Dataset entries

===

//! Compute device selection

use crate::error::{Result, ZellieError};
use candle_core::Device;
use log::{info, warn};
use serde::{Deserialize, Serialize};
use std::fmt;
use std::str::FromStr;

pub const DEVICE_ENV_VAR: &str = "ZELLIE_DEVICE";

#[derive(Debug, Clone, Copy, PartialEq, Eq, Default, Serialize, Deserialize)]
#[serde(rename_all = "lowercase")]
pub enum DevicePreference {
    #[default]
    Auto,
    Cpu,
    Cuda,
    Metal,
}

impl FromStr for DevicePreference {
    type Err = ZellieError;

    fn from_str(s: &str) -> Result<Self> {
        match s.trim().to_lowercase().as_str() {
            "auto" => Ok(DevicePreference::Auto),
            "cpu" => Ok(DevicePreference::Cpu),
            "cuda" | "gpu" => Ok(DevicePreference::Cuda),
            "metal" => Ok(DevicePreference::Metal),
            other => Err(ZellieError::InvalidArgument(format!(
                "Unknown device '{}'. Supported: auto, cpu, cuda, metal",
                other
            ))),
        }
    }
}

impl fmt::Display for DevicePreference {
    fn fmt(&self, f: &mut fmt::Formatter<'_>) -> fmt::Result {
        let name = match self {
            DevicePreference::Auto => "auto",
            DevicePreference::Cpu => "cpu",
            DevicePreference::Cuda => "cuda",
            DevicePreference::Metal => "metal",
        };
        f.write_str(name)
    }
}

/// Get the best available device for inference (GPU if available, CPU fallback)
pub fn best_device() -> Device {
    #[cfg(feature = "cuda")]
    {
        if let Ok(device) = Device::new_cuda(0) {
            info!("Using CUDA GPU for inference");
            return device;
        }
    }

    if cfg!(target_os = "macos") {
        match Device::new_metal(0) {
            Ok(device) => {
                info!("Using Metal GPU for inference");
                return device;
            }
            Err(e) => warn!("Metal GPU initialization failed: {}", e),
        }
    }

    info!("No GPU available, using CPU");
    Device::Cpu
}

/// Resolve a device, letting `ZELLIE_DEVICE` override the configured preference
pub fn select_device(preference: DevicePreference) -> Result<Device> {
    let preference = match std::env::var(DEVICE_ENV_VAR) {
        Ok(value) => match value.parse::<DevicePreference>() {
            Ok(pref) => {
                info!("Device forced to '{}' from {}", pref, DEVICE_ENV_VAR);
                pref
            }
            Err(_) => {
                warn!("Unknown device '{}' in {}, using configured preference", value, DEVICE_ENV_VAR);
                preference
            }
        },
        Err(_) => preference,
    };

    match preference {
        DevicePreference::Auto => Ok(best_device()),
        DevicePreference::Cpu => Ok(Device::Cpu),
        DevicePreference::Cuda => {
            #[cfg(feature = "cuda")]
            {
                Device::new_cuda(0).map_err(|e| {
                    ZellieError::ModelLoad(format!("Failed to initialize CUDA: {}", e))
                })
            }
            #[cfg(not(feature = "cuda"))]
            {
                Err(ZellieError::ModelLoad("CUDA support not compiled in".to_string()))
            }
        }
        DevicePreference::Metal => {
            #[cfg(feature = "metal")]
            {
                Device::new_metal(0).map_err(|e| {
                    ZellieError::ModelLoad(format!("Failed to initialize Metal: {}", e))
                })
            }
            #[cfg(not(feature = "metal"))]
            {
                Err(ZellieError::ModelLoad("Metal support not compiled in".to_string()))
            }
        }
    }
}

#[cfg(test)]
mod tests {
    use super::*;

    #[test]
    fn test_parse_preference() {
        assert_eq!("CPU".parse::<DevicePreference>().unwrap(), DevicePreference::Cpu);
        assert_eq!("gpu".parse::<DevicePreference>().unwrap(), DevicePreference::Cuda);
        assert_eq!(" auto ".parse::<DevicePreference>().unwrap(), DevicePreference::Auto);
        assert!("tpu".parse::<DevicePreference>().unwrap_err().is_invalid_argument());
    }

    #[test]
    fn test_display_round_trips_through_parse() {
        for pref in [DevicePreference::Auto, DevicePreference::Cpu, DevicePreference::Cuda, DevicePreference::Metal] {
            assert_eq!(pref.to_string().parse::<DevicePreference>().unwrap(), pref);
        }
    }

    #[test]
    fn test_cpu_always_available() {
        if std::env::var(DEVICE_ENV_VAR).is_err() {
            assert!(select_device(DevicePreference::Cpu).unwrap().is_cpu());
        }
    }
}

===

• _EXERCISE OBJECTIVE_
In the entries above, some lines may contain the string "inference"; report how many, without additional comment.

• _ANSWER AREA_
3